__Work order__
Within the records, find every line that includes the word "ProcessSignatures" and copy it.

Data extracted from a collection:
• • •

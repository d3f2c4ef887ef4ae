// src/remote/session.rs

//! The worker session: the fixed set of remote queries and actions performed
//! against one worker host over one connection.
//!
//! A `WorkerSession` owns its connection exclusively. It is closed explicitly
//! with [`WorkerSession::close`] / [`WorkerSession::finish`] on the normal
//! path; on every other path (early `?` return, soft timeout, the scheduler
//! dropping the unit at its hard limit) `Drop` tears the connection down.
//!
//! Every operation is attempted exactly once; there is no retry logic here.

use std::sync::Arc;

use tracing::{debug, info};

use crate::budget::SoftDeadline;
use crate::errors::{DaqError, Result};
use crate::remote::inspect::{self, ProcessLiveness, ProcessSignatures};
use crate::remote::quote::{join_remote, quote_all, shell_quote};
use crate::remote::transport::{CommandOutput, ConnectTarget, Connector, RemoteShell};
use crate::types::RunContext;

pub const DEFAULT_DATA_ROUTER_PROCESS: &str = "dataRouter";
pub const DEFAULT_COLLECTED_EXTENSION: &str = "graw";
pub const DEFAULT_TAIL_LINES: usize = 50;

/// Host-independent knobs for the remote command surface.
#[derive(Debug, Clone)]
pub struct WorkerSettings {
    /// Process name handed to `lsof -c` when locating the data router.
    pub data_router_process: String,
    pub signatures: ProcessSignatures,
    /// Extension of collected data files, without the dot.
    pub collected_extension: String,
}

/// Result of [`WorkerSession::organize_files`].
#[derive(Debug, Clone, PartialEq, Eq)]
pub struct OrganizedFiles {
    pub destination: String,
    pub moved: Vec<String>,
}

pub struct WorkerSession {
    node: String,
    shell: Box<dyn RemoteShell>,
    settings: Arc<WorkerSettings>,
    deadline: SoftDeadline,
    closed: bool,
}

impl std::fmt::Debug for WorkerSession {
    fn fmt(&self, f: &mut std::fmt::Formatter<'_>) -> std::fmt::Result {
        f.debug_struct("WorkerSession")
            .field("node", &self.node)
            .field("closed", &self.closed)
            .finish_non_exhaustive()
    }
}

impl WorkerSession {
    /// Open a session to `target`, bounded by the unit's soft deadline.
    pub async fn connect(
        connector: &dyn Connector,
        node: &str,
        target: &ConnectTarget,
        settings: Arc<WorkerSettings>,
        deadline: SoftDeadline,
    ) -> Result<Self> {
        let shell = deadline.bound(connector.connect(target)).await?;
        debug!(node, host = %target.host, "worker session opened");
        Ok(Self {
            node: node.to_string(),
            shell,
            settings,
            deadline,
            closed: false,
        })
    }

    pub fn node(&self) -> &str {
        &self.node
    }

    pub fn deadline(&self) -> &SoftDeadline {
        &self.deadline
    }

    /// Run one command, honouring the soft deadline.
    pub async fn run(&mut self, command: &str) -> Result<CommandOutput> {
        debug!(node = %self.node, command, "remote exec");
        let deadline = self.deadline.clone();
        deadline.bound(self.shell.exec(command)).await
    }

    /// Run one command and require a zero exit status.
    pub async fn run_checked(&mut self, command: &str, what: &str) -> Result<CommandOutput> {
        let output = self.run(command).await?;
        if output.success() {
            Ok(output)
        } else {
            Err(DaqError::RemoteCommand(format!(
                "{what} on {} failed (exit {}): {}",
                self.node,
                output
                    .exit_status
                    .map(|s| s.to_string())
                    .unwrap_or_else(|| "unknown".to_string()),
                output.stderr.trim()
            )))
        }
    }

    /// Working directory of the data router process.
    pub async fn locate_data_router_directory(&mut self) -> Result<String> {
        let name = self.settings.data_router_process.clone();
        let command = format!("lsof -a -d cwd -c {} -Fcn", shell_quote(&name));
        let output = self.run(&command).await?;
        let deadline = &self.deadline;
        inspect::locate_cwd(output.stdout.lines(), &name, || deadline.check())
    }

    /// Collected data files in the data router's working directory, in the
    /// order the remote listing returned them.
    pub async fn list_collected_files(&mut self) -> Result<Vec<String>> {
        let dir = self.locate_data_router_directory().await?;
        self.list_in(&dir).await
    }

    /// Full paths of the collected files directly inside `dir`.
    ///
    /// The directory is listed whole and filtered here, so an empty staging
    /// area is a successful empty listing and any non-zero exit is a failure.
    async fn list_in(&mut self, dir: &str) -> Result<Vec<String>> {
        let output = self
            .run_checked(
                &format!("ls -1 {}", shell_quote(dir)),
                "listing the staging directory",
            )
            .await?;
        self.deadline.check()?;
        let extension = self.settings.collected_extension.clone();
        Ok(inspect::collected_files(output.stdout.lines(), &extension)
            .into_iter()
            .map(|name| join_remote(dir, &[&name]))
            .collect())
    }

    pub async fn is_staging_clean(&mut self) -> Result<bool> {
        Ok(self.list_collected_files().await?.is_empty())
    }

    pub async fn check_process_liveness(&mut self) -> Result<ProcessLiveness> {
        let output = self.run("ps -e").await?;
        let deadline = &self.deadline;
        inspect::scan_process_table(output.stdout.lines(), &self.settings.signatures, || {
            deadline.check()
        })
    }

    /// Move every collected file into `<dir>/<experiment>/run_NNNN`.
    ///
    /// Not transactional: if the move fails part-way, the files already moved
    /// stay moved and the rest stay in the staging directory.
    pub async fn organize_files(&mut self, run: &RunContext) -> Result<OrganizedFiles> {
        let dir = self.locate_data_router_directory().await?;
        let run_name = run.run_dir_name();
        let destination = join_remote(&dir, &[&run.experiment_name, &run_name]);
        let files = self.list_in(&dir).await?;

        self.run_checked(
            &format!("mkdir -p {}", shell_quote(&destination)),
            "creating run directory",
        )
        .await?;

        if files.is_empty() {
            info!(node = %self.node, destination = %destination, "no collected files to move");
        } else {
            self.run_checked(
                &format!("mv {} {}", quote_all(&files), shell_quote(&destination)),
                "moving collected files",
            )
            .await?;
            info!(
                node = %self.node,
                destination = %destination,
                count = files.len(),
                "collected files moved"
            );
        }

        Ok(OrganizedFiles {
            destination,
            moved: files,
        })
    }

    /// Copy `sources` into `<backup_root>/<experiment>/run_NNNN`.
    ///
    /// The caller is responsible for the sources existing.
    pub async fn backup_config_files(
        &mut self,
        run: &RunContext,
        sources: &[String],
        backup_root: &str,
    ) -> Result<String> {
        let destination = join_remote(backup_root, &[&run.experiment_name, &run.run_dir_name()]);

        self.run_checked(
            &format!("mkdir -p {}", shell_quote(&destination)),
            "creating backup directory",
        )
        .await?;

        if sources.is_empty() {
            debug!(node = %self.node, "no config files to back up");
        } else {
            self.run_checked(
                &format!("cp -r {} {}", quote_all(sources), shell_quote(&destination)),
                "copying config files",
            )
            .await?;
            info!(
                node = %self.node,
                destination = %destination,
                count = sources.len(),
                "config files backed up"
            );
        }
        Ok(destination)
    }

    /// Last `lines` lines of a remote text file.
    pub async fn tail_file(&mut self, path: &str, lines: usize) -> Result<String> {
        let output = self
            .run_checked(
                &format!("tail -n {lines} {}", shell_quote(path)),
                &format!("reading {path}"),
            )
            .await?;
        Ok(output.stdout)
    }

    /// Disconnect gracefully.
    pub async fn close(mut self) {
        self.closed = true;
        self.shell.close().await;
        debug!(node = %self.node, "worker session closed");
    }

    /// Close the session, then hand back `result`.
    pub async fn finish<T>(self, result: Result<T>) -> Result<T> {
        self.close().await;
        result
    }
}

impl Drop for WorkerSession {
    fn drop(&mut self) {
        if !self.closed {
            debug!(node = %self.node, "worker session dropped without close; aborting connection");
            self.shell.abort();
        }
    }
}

• • •

__Solution for this exercise__
use crate::remote::inspect::{self, ProcessLiveness, ProcessSignatures};
    pub signatures: ProcessSignatures,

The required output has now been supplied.